= Working data =
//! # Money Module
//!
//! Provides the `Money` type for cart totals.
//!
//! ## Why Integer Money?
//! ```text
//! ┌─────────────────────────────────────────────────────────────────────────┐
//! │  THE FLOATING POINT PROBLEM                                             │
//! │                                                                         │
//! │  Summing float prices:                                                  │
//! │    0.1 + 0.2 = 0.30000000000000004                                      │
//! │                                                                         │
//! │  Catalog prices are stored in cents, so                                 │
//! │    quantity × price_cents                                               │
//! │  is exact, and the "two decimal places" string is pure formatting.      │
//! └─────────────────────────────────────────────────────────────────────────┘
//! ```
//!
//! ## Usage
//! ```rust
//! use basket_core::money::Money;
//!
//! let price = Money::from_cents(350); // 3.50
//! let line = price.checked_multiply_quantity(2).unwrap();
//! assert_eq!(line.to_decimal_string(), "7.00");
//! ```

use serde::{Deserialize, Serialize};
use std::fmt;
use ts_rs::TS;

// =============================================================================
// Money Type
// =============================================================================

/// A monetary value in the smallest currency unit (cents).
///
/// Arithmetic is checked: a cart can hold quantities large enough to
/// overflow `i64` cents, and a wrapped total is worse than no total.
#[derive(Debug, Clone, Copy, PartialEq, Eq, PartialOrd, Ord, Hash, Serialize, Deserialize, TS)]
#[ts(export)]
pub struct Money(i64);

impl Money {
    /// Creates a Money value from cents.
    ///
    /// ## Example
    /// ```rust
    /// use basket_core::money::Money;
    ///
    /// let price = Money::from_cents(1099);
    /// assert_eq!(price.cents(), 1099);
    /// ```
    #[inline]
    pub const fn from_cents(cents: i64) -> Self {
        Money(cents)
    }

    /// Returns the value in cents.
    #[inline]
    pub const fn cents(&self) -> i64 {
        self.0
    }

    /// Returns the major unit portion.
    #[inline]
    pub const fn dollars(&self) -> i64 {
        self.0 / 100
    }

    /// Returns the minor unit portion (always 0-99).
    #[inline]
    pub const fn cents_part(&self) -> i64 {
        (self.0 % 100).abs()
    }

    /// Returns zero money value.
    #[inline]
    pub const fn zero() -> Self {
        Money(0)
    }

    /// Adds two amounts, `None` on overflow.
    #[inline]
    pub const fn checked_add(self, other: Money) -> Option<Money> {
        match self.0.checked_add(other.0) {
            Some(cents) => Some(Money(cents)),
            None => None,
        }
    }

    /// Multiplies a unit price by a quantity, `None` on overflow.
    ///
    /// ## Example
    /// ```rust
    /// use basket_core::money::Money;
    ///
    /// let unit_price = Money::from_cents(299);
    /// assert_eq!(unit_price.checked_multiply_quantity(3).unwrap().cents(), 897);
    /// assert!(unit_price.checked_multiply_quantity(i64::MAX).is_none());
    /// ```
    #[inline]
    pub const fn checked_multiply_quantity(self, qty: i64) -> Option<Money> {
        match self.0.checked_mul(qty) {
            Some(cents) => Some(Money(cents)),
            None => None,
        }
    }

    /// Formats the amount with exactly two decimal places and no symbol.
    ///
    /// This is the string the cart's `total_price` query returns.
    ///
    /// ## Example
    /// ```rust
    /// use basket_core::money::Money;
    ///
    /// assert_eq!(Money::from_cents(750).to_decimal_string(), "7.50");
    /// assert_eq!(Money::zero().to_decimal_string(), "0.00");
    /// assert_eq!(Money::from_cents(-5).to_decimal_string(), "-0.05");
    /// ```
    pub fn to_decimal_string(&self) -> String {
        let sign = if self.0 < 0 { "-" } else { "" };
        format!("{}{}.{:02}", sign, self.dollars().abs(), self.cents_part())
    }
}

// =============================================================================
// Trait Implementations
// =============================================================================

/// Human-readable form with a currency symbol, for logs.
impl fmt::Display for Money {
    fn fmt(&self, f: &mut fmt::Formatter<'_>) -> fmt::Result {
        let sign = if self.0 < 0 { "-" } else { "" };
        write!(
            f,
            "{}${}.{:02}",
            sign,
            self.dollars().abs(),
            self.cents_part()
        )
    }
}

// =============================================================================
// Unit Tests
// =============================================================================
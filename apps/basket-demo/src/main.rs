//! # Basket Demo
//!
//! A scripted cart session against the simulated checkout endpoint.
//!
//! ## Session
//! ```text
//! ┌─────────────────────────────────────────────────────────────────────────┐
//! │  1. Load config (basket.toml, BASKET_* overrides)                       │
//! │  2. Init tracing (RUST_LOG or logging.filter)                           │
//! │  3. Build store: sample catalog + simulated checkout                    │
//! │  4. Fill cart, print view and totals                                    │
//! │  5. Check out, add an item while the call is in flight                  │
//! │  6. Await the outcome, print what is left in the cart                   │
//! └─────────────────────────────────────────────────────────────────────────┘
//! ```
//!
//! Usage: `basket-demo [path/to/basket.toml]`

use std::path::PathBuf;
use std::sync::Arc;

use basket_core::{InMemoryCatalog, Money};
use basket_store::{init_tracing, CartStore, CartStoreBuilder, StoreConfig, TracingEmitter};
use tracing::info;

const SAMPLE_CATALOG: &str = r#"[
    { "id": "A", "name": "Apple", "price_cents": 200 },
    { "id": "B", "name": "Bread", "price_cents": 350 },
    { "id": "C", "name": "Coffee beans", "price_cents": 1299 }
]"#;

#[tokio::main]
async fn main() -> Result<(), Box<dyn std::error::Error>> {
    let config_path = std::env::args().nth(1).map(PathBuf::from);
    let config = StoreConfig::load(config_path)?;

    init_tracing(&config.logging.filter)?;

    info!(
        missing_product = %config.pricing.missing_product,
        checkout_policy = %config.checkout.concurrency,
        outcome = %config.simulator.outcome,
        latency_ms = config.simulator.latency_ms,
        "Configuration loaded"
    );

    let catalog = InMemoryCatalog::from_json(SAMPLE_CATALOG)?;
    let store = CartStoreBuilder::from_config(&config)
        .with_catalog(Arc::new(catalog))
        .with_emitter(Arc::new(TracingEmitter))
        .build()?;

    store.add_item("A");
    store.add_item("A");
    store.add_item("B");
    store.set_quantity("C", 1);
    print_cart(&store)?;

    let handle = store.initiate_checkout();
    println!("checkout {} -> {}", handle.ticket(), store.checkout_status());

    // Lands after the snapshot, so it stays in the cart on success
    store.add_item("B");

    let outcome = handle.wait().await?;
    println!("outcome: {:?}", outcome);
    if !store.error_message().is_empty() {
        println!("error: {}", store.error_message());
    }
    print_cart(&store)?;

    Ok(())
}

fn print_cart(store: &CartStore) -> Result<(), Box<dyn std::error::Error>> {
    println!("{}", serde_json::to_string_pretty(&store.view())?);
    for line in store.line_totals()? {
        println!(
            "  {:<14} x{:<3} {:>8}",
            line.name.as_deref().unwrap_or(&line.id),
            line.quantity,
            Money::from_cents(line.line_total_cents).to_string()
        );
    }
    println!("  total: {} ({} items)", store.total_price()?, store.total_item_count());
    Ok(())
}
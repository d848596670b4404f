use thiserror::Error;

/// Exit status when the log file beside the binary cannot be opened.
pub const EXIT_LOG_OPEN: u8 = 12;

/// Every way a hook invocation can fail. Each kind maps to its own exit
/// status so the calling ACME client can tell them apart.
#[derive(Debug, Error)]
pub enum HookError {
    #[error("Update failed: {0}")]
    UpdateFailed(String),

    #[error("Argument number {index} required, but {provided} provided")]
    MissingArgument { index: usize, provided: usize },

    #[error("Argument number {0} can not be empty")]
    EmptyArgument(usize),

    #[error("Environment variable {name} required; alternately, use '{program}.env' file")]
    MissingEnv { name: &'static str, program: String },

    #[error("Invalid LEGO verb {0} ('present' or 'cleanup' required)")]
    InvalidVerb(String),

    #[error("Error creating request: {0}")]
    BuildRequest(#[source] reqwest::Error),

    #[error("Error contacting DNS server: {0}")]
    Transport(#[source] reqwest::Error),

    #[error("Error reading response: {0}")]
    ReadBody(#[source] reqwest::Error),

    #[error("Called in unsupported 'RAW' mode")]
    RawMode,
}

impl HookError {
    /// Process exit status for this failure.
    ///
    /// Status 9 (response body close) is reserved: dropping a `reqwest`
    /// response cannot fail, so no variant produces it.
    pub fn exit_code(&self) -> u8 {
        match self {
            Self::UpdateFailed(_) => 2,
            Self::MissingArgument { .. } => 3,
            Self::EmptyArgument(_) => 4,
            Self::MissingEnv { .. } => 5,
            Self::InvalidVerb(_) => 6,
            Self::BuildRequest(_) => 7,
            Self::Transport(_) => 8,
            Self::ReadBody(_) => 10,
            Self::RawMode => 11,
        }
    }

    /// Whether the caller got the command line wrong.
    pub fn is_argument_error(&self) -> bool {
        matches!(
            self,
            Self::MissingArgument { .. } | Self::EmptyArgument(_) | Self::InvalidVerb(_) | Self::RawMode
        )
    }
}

= Exercise aim =
Copy every line of the records above that holds the word "index".

= Output below =
    #[error("Argument number {index} required, but {provided} provided")]
    MissingArgument { index: usize, provided: usize },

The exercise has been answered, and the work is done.